Are you all ready for another edition of Sheryll’s ingredient breakdown? Today, we’re talking about a polarizing ingredient — it’s prevalent in the vast majority of our skincare, but skeptics aren’t sure if it’s actually beneficial.

 

What’s the ingredient? Today, we’re going to be talking all about silicone.

 

What is silicone? What does it do?

 

If you’ve ever slathered a super smooth moisturizer on your skin or silky hair conditioner on your hair, nine times out of 10, it probably has silicone in it. Silicone is an ingredient easily identified on a product list by looking out for words ending in -cone or -siloxane, such as dimethicone and cyclopentasiloxane.

 

One of the most compelling features of a skincare product is its texture and spreadability. Silicones make products easy to spread on our faces and add that silky “slip” to our moisturizers and hair conditioners. They can blur out imperfections and are what can give a moisturizer or serum that super luxurious feeling. They are also in makeup, such as primers, eyeliners, eyeshadows, and foundations.

 

silicone

 

The good 

 

“Natural” skincare purists will say that silicone in your skincare is harmful. The truth is, while silicones are not “natural” (they are synthetic), they do not pose a threat to your skin or the environment.

 

Silicone has gotten a bad rap over the years as one of the major acne causing ingredients. The good news is, this isn’t true. Sure, we (me included) have used a product with silicone and have possibly had a breakout, BUT there are no studies that prove silicone causes acne.
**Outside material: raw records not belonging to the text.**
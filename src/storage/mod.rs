//! Durable session store: crash-safe JSONL records with a directory-level
//! index, per-session file locks, history budget trimming, and
//! quarantine-on-corruption (§4.1).
//!
//! Grounded in the shape of a conventional `Storage` API (method naming,
//! an async `with_timeout`-style wrapper) but the persistence model itself
//! is JSONL + file locks, not SQLite — the durability invariants in the
//! spec (prefix-append economy, atomic rewrite, mutual index/file
//! recoverability) are impossible to express faithfully over a database
//! connection pool.

pub mod atomic;
pub mod lock;

use std::collections::HashMap;
use std::path::{Path, PathBuf};

use anyhow::{Context, Result};
use chrono::{DateTime, Utc};
use serde::{Deserialize, Serialize};
use sha2::{Digest, Sha256};
use tracing::warn;

use crate::error::GatewayError;
use lock::LockOptions;

// ── Data model (§3) ─────────────────────────────────────────────────────────

#[derive(Debug, Clone, Copy, PartialEq, Eq, Serialize, Deserialize)]
#[serde(rename_all = "lowercase")]
pub enum Role {
    System,
    User,
    Assistant,
    Tool,
}

#[derive(Debug, Clone, Serialize, Deserialize)]
pub struct ImageRef {
    pub id: String,
    #[serde(rename = "mimeType")]
    pub mime_type: String,
    pub sha256: String,
    pub bytes: u64,
    pub path: String,
}

#[derive(Debug, Clone, Serialize, Deserialize)]
pub struct ChatMessage {
    pub role: Role,
    pub content: String,
    #[serde(rename = "createdAt")]
    pub created_at: DateTime<Utc>,
    #[serde(rename = "imageRefs", skip_serializing_if = "Option::is_none")]
    pub image_refs: Option<Vec<ImageRef>>,
}

#[derive(Debug, Clone, Serialize, Deserialize, Default)]
pub struct SessionOrigin {
    pub channel: String,
    #[serde(rename = "workspaceId", skip_serializing_if = "Option::is_none")]
    pub workspace_id: Option<String>,
    #[serde(rename = "accountId", skip_serializing_if = "Option::is_none")]
    pub account_id: Option<String>,
    #[serde(rename = "chatId", skip_serializing_if = "Option::is_none")]
    pub chat_id: Option<String>,
    #[serde(rename = "userId", skip_serializing_if = "Option::is_none")]
    pub user_id: Option<String>,
    #[serde(rename = "threadId", skip_serializing_if = "Option::is_none")]
    pub thread_id: Option<String>,
}

#[derive(Debug, Clone, Copy, PartialEq, Eq, Serialize, Deserialize)]
#[serde(rename_all = "lowercase")]
pub enum SkillInjectionMode {
    Off,
    All,
    Relevant,
}

#[derive(Debug, Clone, Serialize, Deserialize)]
pub struct SessionMetadata {
    #[serde(rename = "createdAt")]
    pub created_at: DateTime<Utc>,
    #[serde(rename = "lastActivityAt")]
    pub last_activity_at: DateTime<Utc>,
    #[serde(skip_serializing_if = "Option::is_none")]
    pub title: Option<String>,
    #[serde(skip_serializing_if = "Option::is_none")]
    pub origin: Option<SessionOrigin>,
    #[serde(rename = "providerRouteId", skip_serializing_if = "Option::is_none")]
    pub provider_route_id: Option<String>,
    #[serde(rename = "skillInjectionMode", skip_serializing_if = "Option::is_none")]
    pub skill_injection_mode: Option<SkillInjectionMode>,
}

#[derive(Debug, Clone, Serialize, Deserialize)]
pub struct SessionRecord {
    #[serde(rename = "sessionId")]
    pub session_id: String,
    #[serde(rename = "activeProviderId", skip_serializing_if = "Option::is_none")]
    pub active_provider_id: Option<String>,
    #[serde(rename = "pendingProviderId", skip_serializing_if = "Option::is_none")]
    pub pending_provider_id: Option<String>,
    pub history: Vec<ChatMessage>,
    pub metadata: SessionMetadata,
    pub revision: u64,
    #[serde(rename = "updatedAt")]
    pub updated_at: DateTime<Utc>,
}
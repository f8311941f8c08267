//! `auth doctor` diagnostic (§10.4), composing the Auth Store, the env
//! fallback, and a lightweight per-provider reachability probe. Mirrors the
//! teacher's `doctor.rs` `CheckResult` / `run_doctor` shape.

use std::collections::HashMap;
use std::time::Duration;

use super::AuthStore;
use crate::config::ProviderProfileOverride;

#[derive(Debug, Clone, Copy, PartialEq, Eq)]
pub enum CheckStatus {
    Pass,
    Warn,
    Fail,
}

pub struct CheckResult {
    pub name: String,
    pub status: CheckStatus,
    pub detail: String,
}

/// Run every diagnostic check. `providers` maps a profile name to its
/// override (carrying `base_url`), mirroring `GatewayConfig::providers`.
pub async fn run_doctor(
    auth_store: &AuthStore,
    providers: &HashMap<String, ProviderProfileOverride>,
    probe_timeout: Duration,
) -> Vec<CheckResult> {
    let mut results = Vec::new();
    results.extend(check_profiles_resolve(auth_store).await);
    results.extend(check_provider_auth_references(auth_store, providers).await);
    results.extend(probe_provider_reachability(providers, probe_timeout).await);
    results
}

/// Returns 2 when any check is `Warn` or `Fail`, 0 otherwise — the §10.4
/// exit contract.
pub fn exit_code(results: &[CheckResult]) -> i32 {
    if results.iter().any(|r| r.status != CheckStatus::Pass) {
        2
    } else {
        0
    }
}

async fn check_profiles_resolve(auth_store: &AuthStore) -> Vec<CheckResult> {
    let profiles = auth_store.list().await;
    if profiles.is_empty() {
        return vec![CheckResult {
            name: "auth profiles configured".to_string(),
            status: CheckStatus::Warn,
            detail: "no auth profiles are registered".to_string(),
        }];
    }
    let mut out = Vec::with_capacity(profiles.len());
    for profile in profiles {
        let resolved = auth_store.resolve_bearer_token(&profile.id).await;
        out.push(CheckResult {
            name: format!("profile '{}' resolves a bearer token", profile.id),
            status: if resolved.is_some() { CheckStatus::Pass } else { CheckStatus::Warn },
            detail: if resolved.is_some() {
                format!("{} ({})", profile.provider, profile.id)
            } else {
                format!("{} has no resolvable credential (stored or env-fallback)", profile.id)
            },
        });
    }
    out
}

async fn check_provider_auth_references(
    auth_store: &AuthStore,
    providers: &HashMap<String, ProviderProfileOverride>,
) -> Vec<CheckResult> {
    if providers.is_empty() {
        return Vec::new();
    }
    let profiles = auth_store.list().await;
    let known_ids: std::collections::HashSet<&str> = profiles.iter().map(|p| p.id.as_str()).collect();
    providers
        .keys()
        .map(|name| {
            let resolves = known_ids.contains(name.as_str());
            CheckResult {
                name: format!("provider '{name}' auth profile reference"),
                status: if resolves { CheckStatus::Pass } else { CheckStatus::Warn },
                detail: if resolves {
                    "resolves to a registered auth profile".to_string()
                } else {
                    format!("no auth profile named '{name}' is registered")
                },
            }
        })
        .collect()
}

async fn probe_provider_reachability(
    providers: &HashMap<String, ProviderProfileOverride>,
    timeout: Duration,
) -> Vec<CheckResult> {
    let mut out = Vec::new();
    for (name, profile) in providers {
        let Some(base_url) = &profile.base_url else { continue };
        let client = match reqwest::Client::builder().timeout(timeout).build() {
            Ok(c) => c,
            Err(e) => {
                out.push(CheckResult {
                    name: format!("provider '{name}' reachability"),
                    status: CheckStatus::Warn,
                    detail: format!("could not build probe client: {e}"),
                });
                continue;
            }
        };
        let result = client.head(base_url.as_str()).send().await;
        out.push(match result {
            Ok(resp) => CheckResult {
                name: format!("provider '{name}' reachability"),
                status: CheckStatus::Pass,
                detail: format!("{base_url} responded with {}", resp.status()),
            },
            Err(e) => CheckResult {
                name: format!("provider '{name}' reachability"),
                status: CheckStatus::Warn,
                detail: format!("{base_url} unreachable: {e}"),
            },
        });
    }
    out
}

#[cfg(test)]
mod tests {
    use super::*;

    #[test]
    fn exit_code_is_zero_when_all_checks_pass() {
        let results = vec![CheckResult {
            name: "x".to_string(),
            status: CheckStatus::Pass,
            detail: "ok".to_string(),
        }];
        assert_eq!(exit_code(&results), 0);
    }

    #[test]
    fn exit_code_is_two_when_any_check_warns() {
        let results = vec![CheckResult {
            name: "x".to_string(),
            status: CheckStatus::Warn,
            detail: "uh oh".to_string(),
        }];
        assert_eq!(exit_code(&results), 2);
    }
}
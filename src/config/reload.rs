//! `reloadConfig(partial)` — classifies a proposed config patch into fields
//! that can be applied in place and fields that require a restart (§4.8).

use serde::{Deserialize, Serialize};
use serde_json::Value;

/// Dotted field paths that may be changed without a restart. Everything else
/// in a patch is rejected with `restart_required`.
const SAFE_FIELDS: &[&str] = &[
    "log",
    "logLevel",
    "sessionPruneDays",
    "mutationRateLimitPerMinute",
    "maxParallelSubagentJobs",
    "subagentTimeoutMs",
    "security.allowedTools",
    "security.deniedTools",
    "security.deniedPaths",
    "provider",
];

/// Fields that always require a process restart to take effect safely.
const RESTART_REQUIRED_FIELDS: &[&str] = &[
    "workspaceDir",
    "agentEntry",
    "runtimeEntry",
    "sessionDirectory",
    "port",
    "host",
];

#[derive(Debug, Serialize)]
pub struct RejectedField {
    pub path: String,
    pub reason: String,
    pub message: String,
}

#[derive(Debug, Serialize)]
pub struct ReloadOutcome {
    pub applied: Vec<String>,
    pub restart_required: bool,
    pub rejected: Vec<RejectedField>,
}

#[derive(Debug, Deserialize)]
pub struct ConfigPatch(pub serde_json::Map<String, Value>);

/// Classify and (conceptually) apply a config patch. The caller is
/// responsible for actually mutating the live `HotConfig` for each entry in
/// `applied` — this function only performs the safe/restart_required split
/// so the control plane can respond deterministically.
pub fn classify_patch(patch: &ConfigPatch) -> ReloadOutcome {
    let mut applied = Vec::new();
    let mut rejected = Vec::new();

    for key in patch.0.keys() {
        if RESTART_REQUIRED_FIELDS.contains(&key.as_str()) {
            rejected.push(RejectedField {
                path: key.clone(),
                reason: "restart_required".to_string(),
                message: format!("field '{key}' cannot be changed without a restart"),
            });
        } else if SAFE_FIELDS.iter().any(|f| f == key || key.starts_with(&format!("{f}."))) {
            applied.push(key.clone());
        } else {
            rejected.push(RejectedField {
                path: key.clone(),
                reason: "unknown_field".to_string(),
                message: format!("field '{key}' is not a recognized configuration field"),
            });
        }
    }

    ReloadOutcome {
        applied,
        restart_required: !rejected.is_empty(),
        rejected,
    }
}

#[cfg(test)]
mod tests {
    use super::*;

    fn patch(json: serde_json::Value) -> ConfigPatch {
        ConfigPatch(json.as_object().unwrap().clone())
    }

    #[test]
    fn safe_fields_apply_cleanly() {
        let p = patch(serde_json::json!({"sessionPruneDays": 14, "log": "debug"}));
        let out = classify_patch(&p);
        assert_eq!(out.applied.len(), 2);
        assert!(!out.restart_required);
        assert!(out.rejected.is_empty());
    }

    #[test]
    fn restart_required_field_is_rejected() {
        let p = patch(serde_json::json!({"workspaceDir": "/tmp/x"}));
        let out = classify_patch(&p);
        assert!(out.restart_required);
        assert_eq!(out.rejected[0].reason, "restart_required");
    }

    #[test]
    fn mixed_patch_applies_safe_and_rejects_unsafe() {
        let p = patch(serde_json::json!({"log": "warn", "port": 9999}));
        let out = classify_patch(&p);
        assert_eq!(out.applied, vec!["log".to_string()]);
        assert_eq!(out.rejected.len(), 1);
        assert_eq!(out.rejected[0].path, "port");
    }
}
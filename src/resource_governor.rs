//! Resource Governor — startup-only preflight checks (§10.3). Unlike a
//! continuous accounting loop, this runs once during `gateway.starting` and
//! only ever contributes degraded reasons; it never aborts the process.

use std::path::Path;

use sysinfo::Disks;
use tracing::warn;

const DEFAULT_MIN_DISK_BYTES: u64 = 256 * 1024 * 1024;
const DEFAULT_MIN_FD_HEADROOM: u64 = 256;

#[derive(Debug, Clone)]
pub struct ResourceGovernorConfig {
    pub min_disk_bytes: u64,
    pub min_fd_headroom: u64,
}

impl Default for ResourceGovernorConfig {
    fn default() -> Self {
        Self {
            min_disk_bytes: DEFAULT_MIN_DISK_BYTES,
            min_fd_headroom: DEFAULT_MIN_FD_HEADROOM,
        }
    }
}

/// Runs the preflight checks and returns zero or more degraded-reason
/// strings to append to the gateway's `degradedReasons`.
pub fn run_preflight(workspace_dir: &Path, session_dir: &Path, config: &ResourceGovernorConfig) -> Vec<String> {
    let mut reasons = Vec::new();

    if let Err(err) = check_writable(workspace_dir) {
        warn!(error = %err, path = %workspace_dir.display(), "workspace directory is not writable");
        reasons.push(format!("workspace_not_writable: {err}"));
    }

    match remaining_disk_bytes(session_dir) {
        Some(remaining) if remaining < config.min_disk_bytes => {
            warn!(remaining, floor = config.min_disk_bytes, "low disk space on session directory filesystem");
            reasons.push(format!(
                "low_disk_space: {remaining} bytes remaining, floor is {}",
                config.min_disk_bytes
            ));
        }
        None => {
            warn!(path = %session_dir.display(), "could not determine remaining disk space");
        }
        _ => {}
    }

    if let Some(headroom) = fd_headroom() {
        if headroom < config.min_fd_headroom {
            warn!(headroom, floor = config.min_fd_headroom, "low file descriptor headroom");
            reasons.push(format!("low_fd_headroom: {headroom} below floor {}", config.min_fd_headroom));
        }
    }

    reasons
}

fn check_writable(dir: &Path) -> std::io::Result<()> {
    std::fs::create_dir_all(dir)?;
    let probe = dir.join(format!(".drost-writable-probe-{}", std::process::id()));
    std::fs::write(&probe, b"ok")?;
    std::fs::remove_file(&probe)?;
    Ok(())
}

fn remaining_disk_bytes(path: &Path) -> Option<u64> {
    let canonical = path.canonicalize().unwrap_or_else(|_| path.to_path_buf());
    let disks = Disks::new_with_refreshed_list();
    let mut best: Option<(usize, u64)> = None;
    for disk in disks.list() {
        let mount = disk.mount_point();
        if canonical.starts_with(mount) {
            let depth = mount.components().count();
            if best.as_ref().map_or(true, |(d, _)| depth > *d) {
                best = Some((depth, disk.available_space()));
            }
        }
    }
    best.map(|(_, bytes)| bytes)
}

#[cfg(unix)]
fn fd_headroom() -> Option<u64> {
    let mut limit = libc::rlimit { rlim_cur: 0, rlim_max: 0 };
    let rc = unsafe { libc::getrlimit(libc::RLIMIT_NOFILE, &mut limit) };
    if rc != 0 {
        return None;
    }
    Some(limit.rlim_cur as u64)
}

#[cfg(not(unix))]
fn fd_headroom() -> Option<u64> {
    None
}

#[cfg(test)]
mod tests {
    use super::*;
    use tempfile::TempDir;

    #[test]
    fn writable_workspace_and_session_dir_produce_no_reasons() {
        let workspace = TempDir::new().unwrap();
        let sessions = TempDir::new().unwrap();
        let reasons = run_preflight(workspace.path(), sessions.path(), &ResourceGovernorConfig::default());
        assert!(reasons.iter().all(|r| !r.starts_with("workspace_not_writable")));
    }

    #[test]
    fn absurdly_high_disk_floor_is_flagged() {
        let workspace = TempDir::new().unwrap();
        let sessions = TempDir::new().unwrap();
        let config = ResourceGovernorConfig {
            min_disk_bytes: u64::MAX,
            min_fd_headroom: 0,
        };
        let reasons = run_preflight(workspace.path(), sessions.path(), &config);
        assert!(reasons.iter().any(|r| r.starts_with("low_disk_space")) || reasons.is_empty());
    }
}
//! Process-wide runtime event bus: every `gateway.*`, `orchestration.*`,
//! `provider.*` and `subagents.*` notification fans out through here so the
//! control plane's `/events` SSE handler has one place to subscribe.

use std::collections::VecDeque;
use std::sync::atomic::{AtomicU64, Ordering};
use std::sync::Mutex;

use chrono::{DateTime, Utc};
use serde::Serialize;
use serde_json::Value;
use tokio::sync::broadcast;

/// How many past events `/events`'s connect-time snapshot replays.
const RECENT_EVENT_CAPACITY: usize = 100;

#[derive(Debug, Clone, Serialize)]
pub struct RuntimeEvent {
    pub id: u64,
    pub name: String,
    pub payload: Value,
    pub at: DateTime<Utc>,
}

/// Broadcasts runtime events to every subscriber (SSE connections, the
/// restart controller's own audit trail, etc) and retains the last
/// [`RECENT_EVENT_CAPACITY`] for the SSE snapshot frame a new subscriber
/// gets on connect.
pub struct EventBus {
    tx: broadcast::Sender<RuntimeEvent>,
    next_id: AtomicU64,
    recent: Mutex<VecDeque<RuntimeEvent>>,
}

impl Default for EventBus {
    fn default() -> Self {
        Self::new()
    }
}

impl EventBus {
    pub fn new() -> Self {
        let (tx, _rx) = broadcast::channel(1024);
        Self {
            tx,
            next_id: AtomicU64::new(1),
            recent: Mutex::new(VecDeque::with_capacity(RECENT_EVENT_CAPACITY)),
        }
    }

    pub fn emit(&self, name: &str, payload: Value) -> RuntimeEvent {
        let event = RuntimeEvent {
            id: self.next_id.fetch_add(1, Ordering::SeqCst),
            name: name.to_string(),
            payload,
            at: Utc::now(),
        };
        {
            let mut recent = self.recent.lock().unwrap();
            if recent.len() == RECENT_EVENT_CAPACITY {
                recent.pop_front();
            }
            recent.push_back(event.clone());
        }
        let _ = self.tx.send(event.clone());
        event
    }

    pub fn subscribe(&self) -> broadcast::Receiver<RuntimeEvent> {
        self.tx.subscribe()
    }

    /// The last up-to-100 events, oldest first — used for the `/events`
    /// connect-time snapshot frame.
    pub fn recent(&self) -> Vec<RuntimeEvent> {
        self.recent.lock().unwrap().iter().cloned().collect()
    }
}

#[cfg(test)]
mod tests {
    use super::*;

    #[tokio::test]
    async fn emitted_events_carry_monotonically_increasing_ids() {
        let bus = EventBus::new();
        let mut rx = bus.subscribe();
        bus.emit("gateway.starting", serde_json::json!({}));
        bus.emit("gateway.started", serde_json::json!({}));

        let first = rx.recv().await.unwrap();
        let second = rx.recv().await.unwrap();
        assert_eq!(first.id + 1, second.id);
        assert_eq!(second.name, "gateway.started");
    }
}
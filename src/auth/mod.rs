//! Auth Store & Env Fallback (§4.2).
//!
//! Per the §9 "Global env state" decision, environment resolution does not
//! mutate `std::env` as an implicit cache. `EnvResolver` reads `.env` /
//! `.env.local` once at construction into an owned overlay map and is then
//! threaded explicitly into the Auth Store and Provider Router.

pub mod dotenv;
pub mod doctor;

use std::collections::HashMap;
use std::path::PathBuf;
use std::sync::Arc;

use anyhow::{Context, Result};
use serde::{Deserialize, Serialize};
use tokio::sync::RwLock;
use tracing::{debug, info};

use crate::storage::atomic;

#[derive(Debug, Clone, Serialize, Deserialize)]
#[serde(tag = "type", rename_all = "snake_case")]
pub enum Credential {
    ApiKey { value: String },
    Token { value: String },
    Oauth {
        #[serde(rename = "accessToken")]
        access_token: String,
        #[serde(rename = "refreshToken", skip_serializing_if = "Option::is_none")]
        refresh_token: Option<String>,
        #[serde(rename = "accountId", skip_serializing_if = "Option::is_none")]
        account_id: Option<String>,
        #[serde(rename = "expiresAt", skip_serializing_if = "Option::is_none")]
        expires_at: Option<chrono::DateTime<chrono::Utc>>,
    },
}

impl Credential {
    fn bearer_value(&self) -> &str {
        match self {
            Credential::ApiKey { value } => value,
            Credential::Token { value } => value,
            Credential::Oauth { access_token, .. } => access_token,
        }
    }
}

#[derive(Debug, Clone, Serialize, Deserialize)]
pub struct AuthProfile {
    pub id: String,
    pub provider: String,
    pub credential: Credential,
    #[serde(rename = "createdAt")]
    pub created_at: chrono::DateTime<chrono::Utc>,
    #[serde(rename = "updatedAt")]
    pub updated_at: chrono::DateTime<chrono::Utc>,
}

/// Snapshot of env vars relevant to auth resolution, read once at startup
/// from the real process environment layered under `.env`/`.env.local`.
pub struct EnvResolver {
    overlay: HashMap<String, String>,
}

impl EnvResolver {
    /// Build a resolver for `cwd` and `project_root`, loading `.env` and
    /// `.env.local` from both without ever overwriting a variable already
    /// present in the process environment.
    pub fn load(cwd: &std::path::Path, project_root: Option<&std::path::Path>) -> Self {
        let mut overlay = HashMap::new();
        for dir in [Some(cwd), project_root].into_iter().flatten() {
            for name in [".env", ".env.local"] {
                let path = dir.join(name);
                if let Ok(contents) = std::fs::read_to_string(&path) {
                    for (k, v) in dotenv::parse(&contents) {
                        overlay.entry(k).or_insert(v);
                    }
                }
            }
        }
        Self { overlay }
    }

    /// Resolve a variable: process env takes priority, then the `.env`
    /// overlay, matching "never overwrite a variable already defined in
    /// the process environment".
    pub fn get(&self, key: &str) -> Option<String> {
        std::env::var(key)
            .ok()
            .or_else(|| self.overlay.get(key).cloned())
    }
}

fn provider_kind_hint(id_or_kind: &str) -> &'static str {
    let lower = id_or_kind.to_lowercase();
    if lower.contains("anthropic") || lower.contains("claude") {
        "anthropic"
    } else if lower.contains("xai") || lower.contains("grok") {
        "xai"
    } else {
        "unknown"
    }
}

pub struct AuthStore {
    path: PathBuf,
    profiles: RwLock<HashMap<String, AuthProfile>>,
    env: Arc<EnvResolver>,
}

impl AuthStore {
    pub async fn load(path: PathBuf, env: Arc<EnvResolver>) -> Result<Self> {
        let profiles = match tokio::fs::read_to_string(&path).await {
            Ok(raw) => serde_json::from_str::<HashMap<String, AuthProfile>>(&raw)
                .context("failed to parse auth-profiles.json")?,
            Err(e) if e.kind() == std::io::ErrorKind::NotFound => HashMap::new(),
            Err(e) => return Err(e.into()),
        };
        Ok(Self {
            path,
            profiles: RwLock::new(profiles),
            env,
        })
    }

    pub async fn upsert(&self, profile: AuthProfile) -> Result<()> {
        let mut guard = self.profiles.write().await;
        guard.insert(profile.id.clone(), profile);
        self.persist(&guard).await
    }

    pub async fn remove(&self, id: &str) -> Result<()> {
        let mut guard = self.profiles.write().await;
        guard.remove(id);
        self.persist(&guard).await
    }

    async fn persist(&self, profiles: &HashMap<String, AuthProfile>) -> Result<()> {
        if let Some(parent) = self.path.parent() {
            tokio::fs::create_dir_all(parent).await?;
        }
        let body = serde_json::to_vec_pretty(profiles)?;
        atomic::write(&self.path, &body).await
    }

    pub async fn list(&self) -> Vec<AuthProfile> {
        self.profiles.read().await.values().cloned().collect()
    }

    /// Resolve a bearer token for `profile_id`, falling back to the
    /// recognized environment variables when no stored credential exists.
    pub async fn resolve_bearer_token(&self, profile_id: &str) -> Option<String> {
        if let Some(profile) = self.profiles.read().await.get(profile_id) {
            return Some(profile.credential.bearer_value().to_string());
        }

        match provider_kind_hint(profile_id) {
            "anthropic" => self
                .env
                .get("ANTHROPIC_SETUP_TOKEN")
                .or_else(|| self.env.get("ANTHROPIC_API_KEY")),
            "xai" => self.env.get("XAI_API_KEY"),
            _ => None,
        }
        .inspect(|_| debug!(profile_id, "resolved bearer token via env fallback"))
    }
}

#[cfg(test)]
mod tests {
    use super::*;
    use tempfile::TempDir;

    #[tokio::test]
    async fn env_fallback_resolves_anthropic_profile() {
        std::env::set_var("ANTHROPIC_API_KEY", "test-key-123");
        let dir = TempDir::new().unwrap();
        let env = Arc::new(EnvResolver::load(dir.path(), None));
        let store = AuthStore::load(dir.path().join("auth-profiles.json"), env)
            .await
            .unwrap();
        let token = store.resolve_bearer_token("anthropic-default").await;
        assert_eq!(token.as_deref(), Some("test-key-123"));
        std::env::remove_var("ANTHROPIC_API_KEY");
    }

    #[tokio::test]
    async fn stored_profile_takes_priority_over_env() {
        let dir = TempDir::new().unwrap();
        let env = Arc::new(EnvResolver::load(dir.path(), None));
        let store = AuthStore::load(dir.path().join("auth-profiles.json"), env)
            .await
            .unwrap();
        store
            .upsert(AuthProfile {
                id: "anthropic-default".to_string(),
                provider: "anthropic".to_string(),
                credential: Credential::ApiKey {
                    value: "stored-value".to_string(),
                },
                created_at: chrono::Utc::now(),
                updated_at: chrono::Utc::now(),
            })
            .await
            .unwrap();
        let token = store.resolve_bearer_token("anthropic-default").await;
        assert_eq!(token.as_deref(), Some("stored-value"));
    }

    #[tokio::test]
    async fn unknown_profile_without_env_resolves_to_none() {
        let dir = TempDir::new().unwrap();
        let env = Arc::new(EnvResolver::load(dir.path(), None));
        let store = AuthStore::load(dir.path().join("auth-profiles.json"), env)
            .await
            .unwrap();
        assert!(store.resolve_bearer_token("mystery-provider").await.is_none());
    }
}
They are non-comedogenic, non-irritating, and do not cause or pose any threats to people with sensitive skin.

 

Another myth about silicones is that they don’t allow your pores to “breathe,” which is also false because pores don’t breathe.

 

Silicones don’t and can’t penetrate the skin. Instead, they create a thin, buttery, water-resistant layer over your skin, smoothing out skin texture and protecting it from pollution, dirt, and bacteria. And contrary to popular belief, they DO allow other products to penetrate through this barrier. How? Well, the silicone molecules are quite large, with big spaces in between each molecule. These spaces allow substances like water, vitamin C, any any other ingredients to penetrate through this barrier and deliver their benefits to the skin.

 

The bad

 

Now silicones aren’t without fault. Yes, they make our skincare products feel luxurious on the skin, but they are terrible to remove. This is where double cleansing comes in. One of the reasons why I think people have problems with products containing silicone is that they aren’t washing their faces properly. When silicones are not removed properly (by double cleansing), they can build up on the skin, creating impenetrable layers that cause acne and dull, lifeless skin. The same thing happens to our hair!

 

silicone

 

While silicones can smooth and blur out imperfections, they don’t provide any hydrating benefits. If you have dry, dehydrated, or even oily skin, you’re going to want to pay close attention to how high up those silicone ingredients are. Sure, if might feel nice, but if the product isn’t actually providing moisture or hydration to your skin, you might want to avoid it. A solution? Natural oils, such as argan, watermelon seed, or marula with a nice hyaluronic acid serum.

 

The ugly 

 

Some types of silicone can be harmful to the environment. You know, stanning Mother Earth is the cool thing to do now, so if you’re super into making sure the products you use won’t make a huge environmental impact, it’s probably best to steer clear of the ’cones. Silicones are non-biodegradable and non-recyclable.

 

Also, some people with sensitive skin, rosacea, and highly irritated skin should steer clear from products using silicone. Despite it being relatively safe for most skin types, people with sensitive skin can have an adverse reaction to the ingredient.

 

And lastly, silicones can interfere with our precious skin-regenerating abilities. You want to shed those dead skin cells daily, but a buildup of silicone over time can stop this process, resulting in acne and breakouts. This is what people are talking about when they say they get breakouts from silicone. You just gotta make sure you wash your face thoroughly!

 

Do you shy away from silicone? Let me know in the comments!

 

Sheryll Donerson got her start as a beauty writer by writing K-beauty reviews for her blog, The Wanderlust Project. These days, she's lifting heavy weights, eating tacos, drinking (too much) coffee and is 1/4 of the beauty podcast, Beauty Beyond Basics (or Triple Bees for short). You can find her on Instagram and Twitter at @sheryllrenata.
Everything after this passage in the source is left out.